After the fall of the Khmer Rouge, Cambodia was a hollow shell of a society. Almost everyone required to re-build had been killed or had fled. The situation was made worse by the ensuing civil war, waged between 1979 and 1993 between the new Vietnamese installed government of Cambodia, and the remnants of the Khmer Rouge (still recognised by some governments around the world as the legitimate government of Cambodia). Many Cambodians, who had fled to escape the Khmer Rouge and the civil war, were trapped in refugee camps along the Thai border, some for as long as 15 years. All this meant that the Cambodians (what was left of them) were woefully ill-equipped to rebuild their society, and, given the political instability, few aid organizations from outside Cambodia were willing to get involved in the re-construction. 

The more things change.
It wasn’t until the Vietnamese occupation ended in 1993 that Cambodia really started on its project of re-building itself (or perhaps more accurately, building itself). With the assistance of the UN, the royal family was re-instated and the Cambodian People’s Party (CPP) won the first election in the country’s history. Hun Sen, a former Khmer Rouge (though he left the party before 1975), was elected prime minister. He has been prime minister ever since and the CPP have had an overwhelming majority at every level of government throughout the course of post-war Cambodia.

Hun Sen and the CPP have turned Cambodia, in all but name, in to a one party state. In a society that is naturally deferential and that even before the Khmer Rouge came to power, was used to having no say in how it was run, this wasn’t too difficult to achieve. Driving around the country, it certainly feels like a one party state, CPP banners can be seen every few kilometers or so down all the major roads. Every town and village I visited, even remote ones a long way from the major highways, has had at least 1 CPP poster hanging from the wall of an official building. The faces of the party leadership and the royal family depicted smiling and proud, reminiscent of portraits of Kim Il-Sung. Other political parties exist, and there are members from other parties in government, but these parties are mostly focused on regional issues. A level of dissent is tolerated in Cambodia, enough to make it look like the government is democratic, but not enough to form a serious threat to the ruling party. Where protests do happen, or parties are formed that have the potential to threaten the CPP, they are quickly quashed, often with force.

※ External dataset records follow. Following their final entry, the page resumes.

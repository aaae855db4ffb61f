//! Fixed-point iteration of the surface-layer similarity equations.
//!
//! One generic loop serves all three regimes; the regime only decides which
//! stability corrections are applied and whether an Obukhov length is
//! carried. Each pass updates, in order, using values from earlier in the
//! same pass:
//!
//! ```text
//! 1. u*  = K (U − u*) / (ln(z/z0) − ψ_m)          neutral: K U / ln(z/z0)
//! 2. θ*  = K (θ_air − θ_skin) / (ln(z/z0t) − ψ_t)
//! 3. q*  = K (q_air − q_sat) / (ln(z/z0q) − ψ_q)
//! 4. ψ_m, ψ_q from z/L                              regime specific
//! 5. z0  = a u*²/g + 0.11 ν/u*                      Charnock + smooth flow
//! 6. z0q = 7.4 z0 exp(−2.25 (z0 u*/ν)^¼)
//! 7. L   = T_v u*² / (K g θ*)
//! ```
//!
//! Steps 2, 3, 4 and 7 are skipped for the neutral regime. The temperature
//! roughness length `z0t` is fixed by the seeding pass and `ψ_t` stays zero.

use super::complex::{self, real, ZERO};
use super::regime::StabilityRegime;
use crate::constants::{
    CHARNOCK, GRAVITY, ITERATIONS, SCALAR_ROUGHNESS_DECAY, SCALAR_ROUGHNESS_PREFACTOR,
    SEED_ROUGHNESS_LENGTH, SMOOTH_FLOW_COEFFICIENT, VON_KARMAN,
};
use crate::error::{ConvergenceFailure, NumericFault};
use crate::meteorology::DerivedQuantities;
use num_complex::Complex64;

/// Inputs shared by every pass of every regime for one observation
#[derive(Debug, Clone, Copy)]
pub(crate) struct SurfaceLayer<'a> {
    /// Sensor height z (m)
    pub(crate) sensor_height: f64,
    /// Wind speed U at sensor height (m/s)
    pub(crate) wind_speed: f64,
    /// Thermodynamic state of the observation
    pub(crate) derived: &'a DerivedQuantities,
}

impl SurfaceLayer<'_> {
    /// `ln(z / length)` on the complex plane
    fn log_height_ratio(&self, length: Complex64) -> Result<Complex64, NumericFault> {
        complex::ln(complex::div(real(self.sensor_height), length)?)
    }

    /// Scalar (vapor/temperature) roughness length for a momentum roughness
    /// length and friction velocity
    fn scalar_roughness(
        &self,
        momentum_roughness: Complex64,
        friction_velocity: Complex64,
    ) -> Result<Complex64, NumericFault> {
        let roughness_reynolds = momentum_roughness * friction_velocity
            / self.derived.kinematic_viscosity;
        Ok(SCALAR_ROUGHNESS_PREFACTOR
            * momentum_roughness
            * complex::exp(-SCALAR_ROUGHNESS_DECAY * roughness_reynolds.powf(0.25))?)
    }

    /// Momentum roughness length: Charnock term plus smooth-flow term
    fn momentum_roughness(&self, friction_velocity: Complex64) -> Result<Complex64, NumericFault> {
        let charnock = CHARNOCK * (friction_velocity * friction_velocity) / GRAVITY;
        let smooth = complex::div(
            real(SMOOTH_FLOW_COEFFICIENT * self.derived.kinematic_viscosity),
            friction_velocity,
        )?;
        Ok(charnock + smooth)
    }

    /// Monin-Obukhov length from friction velocity and temperature scale
    fn obukhov_length(
        &self,
        friction_velocity: Complex64,
        scaling_temperature: Complex64,
    ) -> Result<Complex64, NumericFault> {
        complex::div(
            *self.derived.virtual_temperature * (friction_velocity * friction_velocity),
            VON_KARMAN * GRAVITY * scaling_temperature,
        )
    }

    /// Scaling quantity `K Δ / (ln(z/length) − ψ)`
    fn scaling(
        &self,
        difference: f64,
        roughness: Complex64,
        correction: Complex64,
    ) -> Result<Complex64, NumericFault> {
        complex::div(
            real(VON_KARMAN * difference),
            self.log_height_ratio(roughness)? - correction,
        )
    }
}

/// Mutable iteration state of one regime
///
/// Seeded per regime, advanced for [`ITERATIONS`] passes, then consumed by
/// [`RegimeState::coefficient`].
#[derive(Debug, Clone, Copy, PartialEq)]
pub(crate) struct RegimeState {
    pub(crate) regime: StabilityRegime,
    /// ψ_m
    pub(crate) stability_momentum: Complex64,
    /// ψ_t
    pub(crate) stability_temperature: Complex64,
    /// ψ_q
    pub(crate) stability_vapor: Complex64,
    /// u*
    pub(crate) friction_velocity: Complex64,
    /// z0
    pub(crate) roughness_momentum: Complex64,
    /// z0q
    pub(crate) roughness_vapor: Complex64,
    /// z0t
    pub(crate) roughness_temperature: Complex64,
    /// θ*
    pub(crate) scaling_temperature: Complex64,
    /// q*
    pub(crate) scaling_humidity: Complex64,
    /// L
    pub(crate) obukhov_length: Complex64,
}

impl RegimeState {
    /// Seed a regime
    ///
    /// Stable and unstable regimes run one pre-pass with no stability
    /// correction to establish a first Obukhov length. Neutral starts from the
    /// seed roughness length alone.
    pub(crate) fn seed(regime: StabilityRegime, layer: &SurfaceLayer<'_>) -> Result<Self, NumericFault> {
        let mut state = Self {
            regime,
            stability_momentum: ZERO,
            stability_temperature: ZERO,
            stability_vapor: ZERO,
            friction_velocity: ZERO,
            roughness_momentum: real(SEED_ROUGHNESS_LENGTH),
            roughness_vapor: ZERO,
            roughness_temperature: ZERO,
            scaling_temperature: ZERO,
            scaling_humidity: ZERO,
            obukhov_length: ZERO,
        };

        if !regime.uses_obukhov_length() {
            return Ok(state);
        }

        state.friction_velocity = complex::div(
            real(VON_KARMAN * layer.wind_speed),
            layer.log_height_ratio(state.roughness_momentum)? - state.stability_momentum,
        )?;
        state.roughness_vapor =
            layer.scalar_roughness(state.roughness_momentum, state.friction_velocity)?;
        state.roughness_temperature = state.roughness_vapor;
        state.scaling_temperature = layer.scaling(
            layer.derived.potential_temperature_difference(),
            state.roughness_temperature,
            state.stability_temperature,
        )?;
        state.scaling_humidity = layer.scaling(
            layer.derived.humidity_difference(),
            state.roughness_vapor,
            state.stability_vapor,
        )?;
        state.obukhov_length =
            layer.obukhov_length(state.friction_velocity, state.scaling_temperature)?;

        Ok(state)
    }

    /// Advance one pass
    pub(crate) fn step(&mut self, layer: &SurfaceLayer<'_>) -> Result<(), NumericFault> {
        if self.regime.uses_obukhov_length() {
            self.friction_velocity = complex::div(
                VON_KARMAN * (real(layer.wind_speed) - self.friction_velocity),
                layer.log_height_ratio(self.roughness_momentum)? - self.stability_momentum,
            )?;
            self.scaling_temperature = layer.scaling(
                layer.derived.potential_temperature_difference(),
                self.roughness_temperature,
                self.stability_temperature,
            )?;
            self.scaling_humidity = layer.scaling(
                layer.derived.humidity_difference(),
                self.roughness_vapor,
                self.stability_vapor,
            )?;
            let (psi_m, psi_q) = self
                .regime
                .stability_corrections(layer.sensor_height, self.obukhov_length)?;
            self.stability_momentum = psi_m;
            self.stability_vapor = psi_q;
        } else {
            self.friction_velocity = complex::div(
                real(VON_KARMAN * layer.wind_speed),
                layer.log_height_ratio(self.roughness_momentum)?,
            )?;
        }

        self.roughness_momentum = layer.momentum_roughness(self.friction_velocity)?;
        self.roughness_vapor =
            layer.scalar_roughness(self.roughness_momentum, self.friction_velocity)?;

        if self.regime.uses_obukhov_length() {
            self.obukhov_length =
                layer.obukhov_length(self.friction_velocity, self.scaling_temperature)?;
        }
        Ok(())
    }

    /// Stability parameter `z/L`; zero for the neutral regime
    pub(crate) fn stability(&self, sensor_height: f64) -> Result<Complex64, NumericFault> {
        if self.regime.uses_obukhov_length() {
            complex::div(real(sensor_height), self.obukhov_length)
        } else {
            Ok(ZERO)
        }
    }

    /// Bulk transfer coefficient `K² / ((ln(z/z0) − ψ_m)(ln(z/z0q) − ψ_q))`
    pub(crate) fn coefficient(&self, layer: &SurfaceLayer<'_>) -> Result<Complex64, NumericFault> {
        let momentum = layer.log_height_ratio(self.roughness_momentum)? - self.stability_momentum;
        let vapor = layer.log_height_ratio(self.roughness_vapor)? - self.stability_vapor;
        complex::div(real(VON_KARMAN * VON_KARMAN), momentum * vapor)
    }
}

/// Seed and run one regime for the full iteration budget
///
/// # Errors
///
/// The first [`NumericFault`] aborts the regime; the failure records which
/// pass it happened in (0 for seeding).
pub(crate) fn iterate(
    regime: StabilityRegime,
    layer: &SurfaceLayer<'_>,
) -> Result<RegimeState, ConvergenceFailure> {
    let fail = |iteration: usize| {
        move |fault: NumericFault| ConvergenceFailure {
            regime,
            iteration,
            fault,
        }
    };

    let mut state = RegimeState::seed(regime, layer).map_err(fail(0))?;
    for pass in 1..=ITERATIONS {
        state.step(layer).map_err(fail(pass))?;
    }
    Ok(state)
}

#[cfg(test)]
mod tests {
    use super::*;
    use crate::core_types::Observation;
    use approx::assert_relative_eq;

    fn derived(obs: &Observation) -> DerivedQuantities {
        DerivedQuantities::from_observation(obs)
    }

    fn unstable_reference() -> Observation {
        Observation {
            timestamp: 731_947,
            wind_speed: 11.7661091674962,
            pressure: 920.0627,
            air_temperature: 0.4288,
            skin_temperature: 6.3593,
            relative_humidity: 82.2214,
            sensor_height: 2.0,
            timestep: 86_400.0,
        }
    }

    #[test]
    fn test_seed_neutral_only_sets_roughness() {
        let obs = unstable_reference();
        let d = derived(&obs);
        let layer = SurfaceLayer {
            sensor_height: 2.0,
            wind_speed: obs.wind_speed,
            derived: &d,
        };
        let state = RegimeState::seed(StabilityRegime::Neutral, &layer).unwrap();
        assert_eq!(state.roughness_momentum, real(SEED_ROUGHNESS_LENGTH));
        assert_eq!(state.friction_velocity, ZERO);
        assert_eq!(state.obukhov_length, ZERO);
    }

    #[test]
    fn test_seed_stable_gives_log_law_friction_velocity() {
        let obs = unstable_reference();
        let d = derived(&obs);
        let layer = SurfaceLayer {
            sensor_height: 2.0,
            wind_speed: obs.wind_speed,
            derived: &d,
        };
        let state = RegimeState::seed(StabilityRegime::Stable, &layer).unwrap();

        let expected = VON_KARMAN * obs.wind_speed / (2.0 / SEED_ROUGHNESS_LENGTH).ln();
        assert_relative_eq!(state.friction_velocity.re, expected, max_relative = 1e-12);
        assert_eq!(state.roughness_temperature, state.roughness_vapor);
        // Skin warmer than air: negative temperature scale, negative L
        assert!(state.scaling_temperature.re < 0.0);
        assert!(state.obukhov_length.re < 0.0);
    }

    #[test]
    fn test_unstable_reference_converges_to_real_negative_length() {
        let obs = unstable_reference();
        let d = derived(&obs);
        let layer = SurfaceLayer {
            sensor_height: 2.0,
            wind_speed: obs.wind_speed,
            derived: &d,
        };
        let state = iterate(StabilityRegime::Unstable, &layer).unwrap();

        assert!(complex::is_real(state.obukhov_length));
        let zeta = state.stability(2.0).unwrap().re;
        assert_relative_eq!(zeta, -0.022861642296593532, max_relative = 1e-6);

        let ce = state.coefficient(&layer).unwrap();
        assert_relative_eq!(ce.re, 0.0018362059624694976, max_relative = 1e-6);
    }

    #[test]
    fn test_zero_wind_faults_neutral_in_first_pass() {
        let mut obs = unstable_reference();
        obs.wind_speed = 0.0;
        let d = derived(&obs);
        let layer = SurfaceLayer {
            sensor_height: 2.0,
            wind_speed: 0.0,
            derived: &d,
        };
        let failure = iterate(StabilityRegime::Neutral, &layer).unwrap_err();
        assert_eq!(failure.regime, StabilityRegime::Neutral);
        assert_eq!(failure.iteration, 1);
        assert_eq!(failure.fault, NumericFault::DivisionByZero);
    }

    #[test]
    fn test_equal_potential_temperatures_fault_at_seeding() {
        // No temperature gradient: θ* = 0 and L is undefined
        let mut obs = unstable_reference();
        obs.skin_temperature = obs.air_temperature;
        let d = derived(&obs);
        let layer = SurfaceLayer {
            sensor_height: 2.0,
            wind_speed: obs.wind_speed,
            derived: &d,
        };
        let failure = iterate(StabilityRegime::Stable, &layer).unwrap_err();
        assert_eq!(failure.iteration, 0);
        assert_eq!(failure.fault, NumericFault::DivisionByZero);
    }

    #[test]
    fn test_iteration_is_deterministic() {
        let obs = unstable_reference();
        let d = derived(&obs);
        let layer = SurfaceLayer {
            sensor_height: 2.0,
            wind_speed: obs.wind_speed,
            derived: &d,
        };
        let a = iterate(StabilityRegime::Unstable, &layer).unwrap();
        let b = iterate(StabilityRegime::Unstable, &layer).unwrap();
        assert_eq!(a, b);
    }
}
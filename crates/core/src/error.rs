//! Error types
//!
//! Only the batch driver can fail in the `Result` sense. Everything the
//! solver runs into for a single observation is soft: it is recorded on the
//! [`BulkTransferResult`](crate::BulkTransferResult) as NaN values plus a
//! [`SolveStatus`](crate::SolveStatus), and logged. The types below carry the
//! detail for those diagnostics.

use crate::solver::StabilityRegime;
use thiserror::Error;

/// Arithmetic fault raised inside one fixed-point pass
#[derive(Error, Debug, Clone, Copy, PartialEq, Eq)]
pub enum NumericFault {
    /// Logarithm of exactly zero
    #[error("logarithm of zero")]
    LogOfZero,

    /// Division by an exact-zero denominator
    #[error("division by zero")]
    DivisionByZero,

    /// Exponential of a finite argument overflowed
    #[error("exponential overflow")]
    Overflow,
}

/// A stability regime whose iteration was aborted
#[derive(Error, Debug, Clone, Copy, PartialEq, Eq)]
#[error("could not converge for {regime} conditions at pass {iteration}: {fault}")]
pub struct ConvergenceFailure {
    /// Regime whose candidate coefficient is discarded
    pub regime: StabilityRegime,
    /// Pass in which the fault occurred (0 = seeding, 1..=199 = loop,
    /// 200 = coefficient extraction)
    pub iteration: usize,
    /// Underlying arithmetic fault
    pub fault: NumericFault,
}

/// Observation rejected before any derived quantity is computed
#[derive(Error, Debug, Clone, Copy, PartialEq)]
pub enum InvalidObservation {
    /// NaN or infinite measurement
    #[error("{field} is missing")]
    Missing {
        /// Offending field
        field: &'static str,
    },

    /// Pressure or sensor height that is zero or negative
    #[error("{field} must be positive, got {value}")]
    NonPositive {
        /// Offending field
        field: &'static str,
        /// Value supplied
        value: f64,
    },
}

/// Batch driver failure
///
/// Raised before any record is computed; a batch never stops halfway.
#[derive(Error, Debug)]
pub enum BatchError {
    /// Required input columns absent after applying the name mapping
    #[error("missing one or more needed columns for calculation: {}", .missing.join(", "))]
    MissingColumns {
        /// Canonical names that could not be resolved
        missing: Vec<String>,
    },

    /// Column length differs from the table index
    #[error("column '{column}' has {found} values, index has {expected}")]
    LengthMismatch {
        /// Column name
        column: String,
        /// Index length
        expected: usize,
        /// Column length
        found: usize,
    },

    /// Batch-wide parameter outside its domain
    #[error("invalid batch parameter {name}: {reason}")]
    InvalidParameter {
        /// Parameter name
        name: &'static str,
        /// Why it was rejected
        reason: String,
    },

    /// Worker pool could not be created
    #[error("failed to build worker pool: {0}")]
    ThreadPool(#[from] rayon::ThreadPoolBuildError),
}

#[cfg(test)]
mod tests {
    use super::*;

    #[test]
    fn test_convergence_failure_message_names_regime() {
        let failure = ConvergenceFailure {
            regime: StabilityRegime::Unstable,
            iteration: 12,
            fault: NumericFault::LogOfZero,
        };
        assert_eq!(
            failure.to_string(),
            "could not converge for unstable conditions at pass 12: logarithm of zero"
        );
    }

    #[test]
    fn test_missing_columns_message_lists_all() {
        let err = BatchError::MissingColumns {
            missing: vec!["WS".to_string(), "RH".to_string()],
        };
        assert_eq!(
            err.to_string(),
            "missing one or more needed columns for calculation: WS, RH"
        );
    }

    #[test]
    fn test_invalid_observation_messages() {
        let missing = InvalidObservation::Missing { field: "pressure" };
        assert_eq!(missing.to_string(), "pressure is missing");

        let negative = InvalidObservation::NonPositive {
            field: "sensor_height",
            value: -1.0,
        };
        assert_eq!(negative.to_string(), "sensor_height must be positive, got -1");
    }
}
//! Open-Water Evaporation Core Library
//!
//! Estimates evaporation from open water (lakes, reservoirs) with the
//! aerodynamic bulk mass-transfer method. The bulk transfer coefficient is
//! solved from Monin-Obukhov similarity theory under stable, unstable and
//! neutral stratification, and the first physically consistent regime is
//! used.
//!
//! ## Layout
//!
//! - [`meteorology`]: potential temperature, vapor pressure, specific
//!   humidity, air density and viscosity
//! - [`solver`]: per-regime fixed-point iteration, regime selection and the
//!   evaporation estimate
//! - [`batch`]: column-wise driver over a [`MeteoTable`]
//!
//! ## Example
//!
//! ```
//! use aeroevap_core::{solve, SolveStatus, StabilityRegime};
//!
//! let result = solve(0.597, 878.4, 5.72, 5.424, 91.1, 2.0, 1800.0);
//! assert_eq!(result.status, SolveStatus::Converged(StabilityRegime::Neutral));
//! assert!(result.evaporation > 0.0);
//! ```

pub mod batch;
pub mod constants;
pub mod core_types;
pub mod error;
pub mod meteorology;
pub mod solver;

// Re-export core types
pub use core_types::{Celsius, Kelvin, Kilopascals, Millibars, Observation};

// Re-export solver entry points
pub use solver::{
    evaluate_regimes, select_regime, solve, solve_all, solve_observation, BulkTransferResult,
    Estimate, RegimeCandidate, SolveStatus, StabilityRegime,
};

// Re-export batch driver
pub use batch::{run, BatchConfig, BatchSummary, MeteoTable};

pub use error::{BatchError, ConvergenceFailure, InvalidObservation, NumericFault};
pub use meteorology::DerivedQuantities;
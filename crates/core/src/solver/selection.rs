//! Per-regime candidates and the priority cascade between them.

use super::complex;
use super::iteration::{RegimeState, SurfaceLayer};
use super::regime::StabilityRegime;
use crate::error::NumericFault;
use serde::{Deserialize, Serialize};

/// Outcome of one regime's iteration
///
/// A candidate whose `transfer_coefficient` is NaN was rejected: its
/// iteration faulted, its Obukhov length ended complex, or the sign of its
/// stability contradicts the regime.
#[derive(Debug, Clone, Copy, PartialEq, Serialize, Deserialize)]
pub struct RegimeCandidate {
    /// Regime that produced this candidate
    pub regime: StabilityRegime,
    /// Bulk transfer coefficient Ce (dimensionless), NaN when rejected
    pub transfer_coefficient: f64,
    /// Stability parameter z/L (real part); 0 for neutral, NaN on fault
    pub stability: f64,
    /// Final friction velocity u* (m/s, real part)
    pub friction_velocity: f64,
    /// Final humidity scale q* (kg/kg, real part); 0 for neutral
    pub humidity_scale: f64,
    /// Whether the iteration ran all its passes without a numerical fault
    pub completed: bool,
}

impl RegimeCandidate {
    /// Candidate of a regime whose iteration was aborted
    pub fn failed(regime: StabilityRegime) -> Self {
        Self {
            regime,
            transfer_coefficient: f64::NAN,
            stability: f64::NAN,
            friction_velocity: f64::NAN,
            humidity_scale: f64::NAN,
            completed: false,
        }
    }

    /// Whether this candidate can be selected
    pub fn is_usable(&self) -> bool {
        self.transfer_coefficient.is_finite()
    }

    /// Extract the candidate from a finished iteration
    ///
    /// The coefficient is only accepted when the Obukhov length is real and
    /// the sign of z/L matches the regime. A neutral coefficient that came out
    /// complex is rejected as well.
    pub(crate) fn from_state(
        state: &RegimeState,
        layer: &SurfaceLayer<'_>,
    ) -> Result<Self, NumericFault> {
        let regime = state.regime;
        let stability = state.stability(layer.sensor_height)?;

        let transfer_coefficient = if regime.uses_obukhov_length() {
            if complex::is_real(state.obukhov_length) && regime.accepts(stability.re) {
                state.coefficient(layer)?.re
            } else {
                f64::NAN
            }
        } else {
            let coefficient = state.coefficient(layer)?;
            if complex::is_real(coefficient) {
                coefficient.re
            } else {
                f64::NAN
            }
        };

        Ok(Self {
            regime,
            transfer_coefficient,
            stability: stability.re,
            friction_velocity: state.friction_velocity.re,
            humidity_scale: state.scaling_humidity.re,
            completed: true,
        })
    }
}

/// Pick the coefficient to report
///
/// A priority cascade, not a best fit: stable if usable, else unstable if
/// usable, else neutral. Returns `None` when none of the three is usable.
pub fn select_regime<'a>(
    stable: &'a RegimeCandidate,
    unstable: &'a RegimeCandidate,
    neutral: &'a RegimeCandidate,
) -> Option<&'a RegimeCandidate> {
    [stable, unstable, neutral]
        .into_iter()
        .find(|candidate| candidate.is_usable())
}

A general rule of thumb to follow when looking at the names of parties, governments or countries, is that there is an inverse correlation between uses of words like ‘democratic, republic, people’s’ and how democratic, republican or people-led they actually are. The CPP is no exception, they are fantastically corrupt. Much of the CPP’s funding comes from international aid organizations and, increasingly, foreign investors. In the case of aid, in order to get the aid from donor representatives, the CPP pledge to reduce corruption, invest in public services and infrastructure and allow NGO’s to work in the field to aid social problems without let or hindrance by the Government. In reality this is subterfuge. The government pockets much of the money, spending it on lavish houses for itself and its cronies (often inviting the representatives of the donors to stay in their guest-suites). They also constantly harass any NGO that is seen to be acting politically, refusing to bribe the relevant officials or criticizing the government (such as Global Witness, which was kicked out of Cambodia last year (1). The lack of free speech is a big problem here. Despite it being protected by the constitution and its praises being sung in many of Hun Sen’s long and rousing speeches; many are threatened, arrested and beaten for criticizing the government. This sometimes even results in death, as was the case for leading illegal-logging activist, Chut Wutty (2).  Whilst in Phnom Penh I spoke to another volunteer for a human rights NGO who told me about several incidents of people being locked up without a fair hearing for criticizing the government. Even though we were in a roof-top bar full of westerners, as I spoke to him he was checking over his shoulder and leaning in close to me before saying anything particularly critical.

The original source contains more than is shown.